Exercise goal: Go to the line in the entries below that holds "scraper output deserializes" and repeat exactly from there through the line that holds "pub fn url(&self)", inclusive.

Input data:

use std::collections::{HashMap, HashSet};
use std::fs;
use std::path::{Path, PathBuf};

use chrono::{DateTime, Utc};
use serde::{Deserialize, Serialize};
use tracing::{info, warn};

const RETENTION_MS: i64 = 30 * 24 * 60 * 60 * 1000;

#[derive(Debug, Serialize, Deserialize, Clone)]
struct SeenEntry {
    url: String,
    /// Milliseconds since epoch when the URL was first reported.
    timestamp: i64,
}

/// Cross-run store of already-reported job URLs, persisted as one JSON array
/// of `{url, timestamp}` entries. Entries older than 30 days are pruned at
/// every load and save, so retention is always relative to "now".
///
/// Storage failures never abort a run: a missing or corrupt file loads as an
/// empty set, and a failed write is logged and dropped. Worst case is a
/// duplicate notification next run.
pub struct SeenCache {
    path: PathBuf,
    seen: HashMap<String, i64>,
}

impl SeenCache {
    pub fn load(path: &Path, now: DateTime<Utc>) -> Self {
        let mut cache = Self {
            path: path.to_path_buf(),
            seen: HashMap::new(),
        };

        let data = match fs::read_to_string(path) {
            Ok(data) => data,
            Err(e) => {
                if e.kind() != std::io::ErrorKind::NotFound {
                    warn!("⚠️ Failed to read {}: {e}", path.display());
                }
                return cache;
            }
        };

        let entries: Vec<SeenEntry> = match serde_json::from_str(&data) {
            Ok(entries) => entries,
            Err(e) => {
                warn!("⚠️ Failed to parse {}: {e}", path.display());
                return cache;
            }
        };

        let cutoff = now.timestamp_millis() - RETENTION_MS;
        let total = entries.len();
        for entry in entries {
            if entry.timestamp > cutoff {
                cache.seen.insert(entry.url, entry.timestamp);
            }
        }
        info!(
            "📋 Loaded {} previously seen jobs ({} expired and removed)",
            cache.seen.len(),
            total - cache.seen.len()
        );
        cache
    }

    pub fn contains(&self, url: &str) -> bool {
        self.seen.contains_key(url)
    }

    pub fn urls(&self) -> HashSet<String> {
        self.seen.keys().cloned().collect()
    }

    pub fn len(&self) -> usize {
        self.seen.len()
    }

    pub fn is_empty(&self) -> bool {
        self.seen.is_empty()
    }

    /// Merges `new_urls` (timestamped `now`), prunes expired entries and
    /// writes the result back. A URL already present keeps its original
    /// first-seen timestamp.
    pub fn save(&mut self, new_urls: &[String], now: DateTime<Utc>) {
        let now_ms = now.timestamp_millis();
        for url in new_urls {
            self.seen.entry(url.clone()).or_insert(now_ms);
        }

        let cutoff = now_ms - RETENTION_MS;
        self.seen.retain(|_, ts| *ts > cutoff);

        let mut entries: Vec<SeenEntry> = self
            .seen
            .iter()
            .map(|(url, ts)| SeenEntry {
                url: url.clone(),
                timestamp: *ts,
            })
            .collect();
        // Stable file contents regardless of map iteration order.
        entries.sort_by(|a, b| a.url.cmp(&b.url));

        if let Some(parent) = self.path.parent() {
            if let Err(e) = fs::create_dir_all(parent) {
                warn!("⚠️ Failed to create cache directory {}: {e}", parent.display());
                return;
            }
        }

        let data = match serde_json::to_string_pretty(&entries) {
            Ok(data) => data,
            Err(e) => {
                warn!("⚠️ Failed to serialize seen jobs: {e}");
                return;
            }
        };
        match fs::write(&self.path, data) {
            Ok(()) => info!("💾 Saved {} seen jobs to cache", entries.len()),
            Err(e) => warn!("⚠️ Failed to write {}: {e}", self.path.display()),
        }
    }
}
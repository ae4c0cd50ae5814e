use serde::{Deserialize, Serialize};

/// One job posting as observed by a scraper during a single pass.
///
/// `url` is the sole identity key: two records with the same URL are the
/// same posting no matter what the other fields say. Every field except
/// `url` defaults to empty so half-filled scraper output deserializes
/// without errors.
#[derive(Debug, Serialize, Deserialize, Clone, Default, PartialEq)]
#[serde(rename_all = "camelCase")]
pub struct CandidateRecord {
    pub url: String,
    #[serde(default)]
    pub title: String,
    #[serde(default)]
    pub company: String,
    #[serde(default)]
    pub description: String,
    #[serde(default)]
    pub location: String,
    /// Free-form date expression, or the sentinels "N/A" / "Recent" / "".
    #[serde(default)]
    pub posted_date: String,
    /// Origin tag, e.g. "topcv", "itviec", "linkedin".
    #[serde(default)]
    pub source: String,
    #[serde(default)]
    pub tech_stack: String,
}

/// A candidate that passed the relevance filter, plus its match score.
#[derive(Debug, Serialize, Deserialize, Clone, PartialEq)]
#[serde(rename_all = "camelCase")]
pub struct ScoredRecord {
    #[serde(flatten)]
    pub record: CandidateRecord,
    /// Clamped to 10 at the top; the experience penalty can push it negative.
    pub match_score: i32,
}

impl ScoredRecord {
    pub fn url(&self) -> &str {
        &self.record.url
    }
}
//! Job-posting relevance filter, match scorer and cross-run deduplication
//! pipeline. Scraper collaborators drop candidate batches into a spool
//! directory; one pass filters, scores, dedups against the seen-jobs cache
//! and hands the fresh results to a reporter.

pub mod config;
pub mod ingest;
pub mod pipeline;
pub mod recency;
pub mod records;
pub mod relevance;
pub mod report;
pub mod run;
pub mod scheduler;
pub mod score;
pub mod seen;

...

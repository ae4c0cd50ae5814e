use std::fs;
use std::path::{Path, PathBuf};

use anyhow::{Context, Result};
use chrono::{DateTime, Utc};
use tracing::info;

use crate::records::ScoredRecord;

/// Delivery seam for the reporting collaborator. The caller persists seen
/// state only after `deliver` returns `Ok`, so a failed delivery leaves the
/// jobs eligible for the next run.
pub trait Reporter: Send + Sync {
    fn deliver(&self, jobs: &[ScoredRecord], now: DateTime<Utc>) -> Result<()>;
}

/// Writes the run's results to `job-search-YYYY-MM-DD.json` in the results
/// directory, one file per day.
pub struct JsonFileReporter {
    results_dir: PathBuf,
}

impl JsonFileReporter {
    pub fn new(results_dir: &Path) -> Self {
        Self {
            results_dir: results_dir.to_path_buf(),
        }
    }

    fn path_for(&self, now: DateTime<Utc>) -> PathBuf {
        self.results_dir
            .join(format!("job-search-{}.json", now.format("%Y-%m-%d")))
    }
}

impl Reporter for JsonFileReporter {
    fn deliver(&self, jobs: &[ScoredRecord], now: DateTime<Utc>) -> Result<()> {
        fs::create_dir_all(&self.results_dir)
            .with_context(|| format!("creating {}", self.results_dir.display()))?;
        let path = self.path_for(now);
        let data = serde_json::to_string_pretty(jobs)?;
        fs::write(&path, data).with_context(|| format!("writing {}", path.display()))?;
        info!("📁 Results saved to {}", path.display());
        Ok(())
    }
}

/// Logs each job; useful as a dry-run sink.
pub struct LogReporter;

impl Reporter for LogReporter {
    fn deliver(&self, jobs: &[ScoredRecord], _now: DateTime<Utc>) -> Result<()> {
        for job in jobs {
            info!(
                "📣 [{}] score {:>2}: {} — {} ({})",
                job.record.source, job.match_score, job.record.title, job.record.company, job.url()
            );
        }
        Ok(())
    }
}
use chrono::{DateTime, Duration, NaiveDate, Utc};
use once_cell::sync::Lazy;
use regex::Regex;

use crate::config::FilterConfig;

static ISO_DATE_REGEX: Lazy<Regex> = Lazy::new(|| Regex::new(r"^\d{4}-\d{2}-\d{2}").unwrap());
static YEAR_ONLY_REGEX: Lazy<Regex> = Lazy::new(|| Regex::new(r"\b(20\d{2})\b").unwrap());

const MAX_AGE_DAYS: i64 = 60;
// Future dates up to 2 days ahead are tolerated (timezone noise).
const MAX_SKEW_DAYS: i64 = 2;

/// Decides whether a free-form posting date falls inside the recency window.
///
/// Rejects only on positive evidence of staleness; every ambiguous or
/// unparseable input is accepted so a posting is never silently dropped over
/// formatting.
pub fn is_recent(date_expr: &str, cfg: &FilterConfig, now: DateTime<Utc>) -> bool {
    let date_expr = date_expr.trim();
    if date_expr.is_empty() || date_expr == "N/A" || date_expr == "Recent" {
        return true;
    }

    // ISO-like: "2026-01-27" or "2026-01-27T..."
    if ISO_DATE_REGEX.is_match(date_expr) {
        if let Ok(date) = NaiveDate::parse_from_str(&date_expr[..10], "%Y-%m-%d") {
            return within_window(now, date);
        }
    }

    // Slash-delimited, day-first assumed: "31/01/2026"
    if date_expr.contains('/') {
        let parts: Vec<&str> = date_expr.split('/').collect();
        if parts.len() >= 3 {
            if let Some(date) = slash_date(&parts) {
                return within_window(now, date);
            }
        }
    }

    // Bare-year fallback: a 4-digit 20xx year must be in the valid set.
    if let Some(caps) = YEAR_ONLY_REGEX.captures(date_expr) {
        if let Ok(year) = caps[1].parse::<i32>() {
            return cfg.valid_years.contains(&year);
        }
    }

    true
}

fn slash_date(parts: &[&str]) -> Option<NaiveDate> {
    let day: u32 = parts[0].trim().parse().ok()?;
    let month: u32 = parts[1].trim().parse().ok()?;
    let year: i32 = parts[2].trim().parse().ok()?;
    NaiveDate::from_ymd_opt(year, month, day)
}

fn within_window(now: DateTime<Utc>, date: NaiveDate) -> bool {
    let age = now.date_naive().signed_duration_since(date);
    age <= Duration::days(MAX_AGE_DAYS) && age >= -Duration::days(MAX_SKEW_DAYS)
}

==

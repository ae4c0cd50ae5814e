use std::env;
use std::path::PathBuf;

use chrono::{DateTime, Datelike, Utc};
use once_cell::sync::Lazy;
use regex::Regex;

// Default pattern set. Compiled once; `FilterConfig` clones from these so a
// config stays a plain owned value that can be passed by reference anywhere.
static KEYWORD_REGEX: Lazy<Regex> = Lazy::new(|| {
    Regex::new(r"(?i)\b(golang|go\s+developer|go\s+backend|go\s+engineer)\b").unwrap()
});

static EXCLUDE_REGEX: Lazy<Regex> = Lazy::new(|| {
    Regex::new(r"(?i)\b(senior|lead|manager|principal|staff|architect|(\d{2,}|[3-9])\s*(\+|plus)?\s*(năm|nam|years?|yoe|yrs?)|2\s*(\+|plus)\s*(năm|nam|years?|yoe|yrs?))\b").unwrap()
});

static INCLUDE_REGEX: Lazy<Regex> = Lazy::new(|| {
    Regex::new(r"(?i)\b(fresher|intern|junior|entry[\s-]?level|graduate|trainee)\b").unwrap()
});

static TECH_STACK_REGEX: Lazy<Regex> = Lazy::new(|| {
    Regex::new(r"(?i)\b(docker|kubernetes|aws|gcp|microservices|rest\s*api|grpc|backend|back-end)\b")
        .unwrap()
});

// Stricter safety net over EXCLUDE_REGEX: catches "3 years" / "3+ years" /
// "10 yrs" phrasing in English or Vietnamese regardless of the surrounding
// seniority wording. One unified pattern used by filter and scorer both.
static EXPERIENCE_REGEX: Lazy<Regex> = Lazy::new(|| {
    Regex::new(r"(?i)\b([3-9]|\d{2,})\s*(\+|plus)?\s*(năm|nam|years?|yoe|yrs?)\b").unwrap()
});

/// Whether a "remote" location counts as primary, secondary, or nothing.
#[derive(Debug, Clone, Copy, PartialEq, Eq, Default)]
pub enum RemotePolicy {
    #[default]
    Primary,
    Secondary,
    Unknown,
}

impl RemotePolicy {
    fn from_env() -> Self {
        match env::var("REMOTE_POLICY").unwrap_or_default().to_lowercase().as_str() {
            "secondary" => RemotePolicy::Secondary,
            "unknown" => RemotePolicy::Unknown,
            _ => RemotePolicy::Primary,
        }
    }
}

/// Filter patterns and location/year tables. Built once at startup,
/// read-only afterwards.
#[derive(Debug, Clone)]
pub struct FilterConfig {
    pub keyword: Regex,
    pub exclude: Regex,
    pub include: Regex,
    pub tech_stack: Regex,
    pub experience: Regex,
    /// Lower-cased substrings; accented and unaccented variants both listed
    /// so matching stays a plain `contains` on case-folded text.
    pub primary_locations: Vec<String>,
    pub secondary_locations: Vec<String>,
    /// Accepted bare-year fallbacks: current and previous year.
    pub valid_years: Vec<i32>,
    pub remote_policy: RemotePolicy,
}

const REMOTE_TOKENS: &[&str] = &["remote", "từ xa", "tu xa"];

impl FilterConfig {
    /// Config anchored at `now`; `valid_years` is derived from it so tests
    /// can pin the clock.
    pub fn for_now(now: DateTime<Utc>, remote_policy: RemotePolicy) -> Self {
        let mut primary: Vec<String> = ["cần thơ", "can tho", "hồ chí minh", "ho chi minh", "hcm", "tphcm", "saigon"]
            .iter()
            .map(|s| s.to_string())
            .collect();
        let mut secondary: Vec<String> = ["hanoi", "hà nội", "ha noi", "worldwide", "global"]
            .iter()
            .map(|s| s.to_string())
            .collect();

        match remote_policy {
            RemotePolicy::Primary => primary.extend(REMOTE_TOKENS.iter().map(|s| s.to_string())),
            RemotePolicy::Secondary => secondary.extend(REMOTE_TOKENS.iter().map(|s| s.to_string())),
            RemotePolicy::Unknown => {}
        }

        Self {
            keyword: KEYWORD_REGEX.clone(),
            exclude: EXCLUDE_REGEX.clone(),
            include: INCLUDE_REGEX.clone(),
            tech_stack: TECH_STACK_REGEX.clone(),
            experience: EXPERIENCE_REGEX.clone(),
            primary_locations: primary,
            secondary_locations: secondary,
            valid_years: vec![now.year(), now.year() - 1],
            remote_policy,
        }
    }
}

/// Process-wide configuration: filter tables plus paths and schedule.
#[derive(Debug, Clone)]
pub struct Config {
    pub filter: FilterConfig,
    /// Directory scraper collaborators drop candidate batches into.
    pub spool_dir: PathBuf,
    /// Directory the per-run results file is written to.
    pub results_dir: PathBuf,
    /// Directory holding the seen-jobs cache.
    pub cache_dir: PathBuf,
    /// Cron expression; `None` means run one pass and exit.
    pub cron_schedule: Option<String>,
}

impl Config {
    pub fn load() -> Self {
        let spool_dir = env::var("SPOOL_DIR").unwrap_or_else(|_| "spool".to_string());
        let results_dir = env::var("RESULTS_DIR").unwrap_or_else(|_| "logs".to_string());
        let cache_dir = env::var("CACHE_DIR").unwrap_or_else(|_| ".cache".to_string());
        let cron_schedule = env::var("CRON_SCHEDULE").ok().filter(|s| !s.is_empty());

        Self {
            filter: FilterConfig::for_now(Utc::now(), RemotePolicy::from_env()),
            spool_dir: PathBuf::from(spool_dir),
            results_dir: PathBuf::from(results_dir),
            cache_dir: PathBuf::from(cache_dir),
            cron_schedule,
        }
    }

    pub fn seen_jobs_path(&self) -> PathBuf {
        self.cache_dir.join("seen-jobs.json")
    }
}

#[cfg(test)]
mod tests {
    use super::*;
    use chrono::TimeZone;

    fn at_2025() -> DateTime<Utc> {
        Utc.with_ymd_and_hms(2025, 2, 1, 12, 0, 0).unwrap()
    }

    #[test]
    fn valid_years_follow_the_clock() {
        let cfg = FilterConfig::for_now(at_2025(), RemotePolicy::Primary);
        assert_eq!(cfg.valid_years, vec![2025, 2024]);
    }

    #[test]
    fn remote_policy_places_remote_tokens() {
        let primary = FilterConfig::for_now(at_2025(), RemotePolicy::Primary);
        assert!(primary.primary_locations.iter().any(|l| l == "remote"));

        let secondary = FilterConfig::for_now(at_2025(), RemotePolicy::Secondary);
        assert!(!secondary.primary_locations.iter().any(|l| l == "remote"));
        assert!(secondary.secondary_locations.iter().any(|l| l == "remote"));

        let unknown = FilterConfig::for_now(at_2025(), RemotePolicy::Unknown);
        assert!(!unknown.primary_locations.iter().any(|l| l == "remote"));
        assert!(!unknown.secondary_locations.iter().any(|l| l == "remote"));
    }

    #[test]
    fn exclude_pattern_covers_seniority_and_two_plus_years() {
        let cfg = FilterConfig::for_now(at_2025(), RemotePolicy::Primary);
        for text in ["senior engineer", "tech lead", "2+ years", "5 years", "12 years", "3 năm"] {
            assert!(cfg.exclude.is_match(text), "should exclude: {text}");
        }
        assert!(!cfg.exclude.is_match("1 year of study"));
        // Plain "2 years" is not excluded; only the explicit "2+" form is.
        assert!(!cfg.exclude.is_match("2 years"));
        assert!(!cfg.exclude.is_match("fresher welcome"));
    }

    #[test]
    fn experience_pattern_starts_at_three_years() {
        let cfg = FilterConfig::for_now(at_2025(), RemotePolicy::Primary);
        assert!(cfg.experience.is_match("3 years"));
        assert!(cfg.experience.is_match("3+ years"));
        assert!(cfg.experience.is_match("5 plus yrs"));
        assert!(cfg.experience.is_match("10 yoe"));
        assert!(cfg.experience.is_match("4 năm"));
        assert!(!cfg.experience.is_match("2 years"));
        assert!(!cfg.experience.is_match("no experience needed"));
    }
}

Task solution:
/// `url` defaults to empty so half-filled scraper output deserializes
/// without errors.
#[derive(Debug, Serialize, Deserialize, Clone, Default, PartialEq)]
#[serde(rename_all = "camelCase")]
pub struct CandidateRecord {
    pub url: String,
    #[serde(default)]
    pub title: String,
    #[serde(default)]
    pub company: String,
    #[serde(default)]
    pub description: String,
    #[serde(default)]
    pub location: String,
    /// Free-form date expression, or the sentinels "N/A" / "Recent" / "".
    #[serde(default)]
    pub posted_date: String,
    /// Origin tag, e.g. "topcv", "itviec", "linkedin".
    #[serde(default)]
    pub source: String,
    #[serde(default)]
    pub tech_stack: String,
}

/// A candidate that passed the relevance filter, plus its match score.
#[derive(Debug, Serialize, Deserialize, Clone, PartialEq)]
#[serde(rename_all = "camelCase")]
pub struct ScoredRecord {
    #[serde(flatten)]
    pub record: CandidateRecord,
    /// Clamped to 10 at the top; the experience penalty can push it negative.
    pub match_score: i32,
}

impl ScoredRecord {
    pub fn url(&self) -> &str {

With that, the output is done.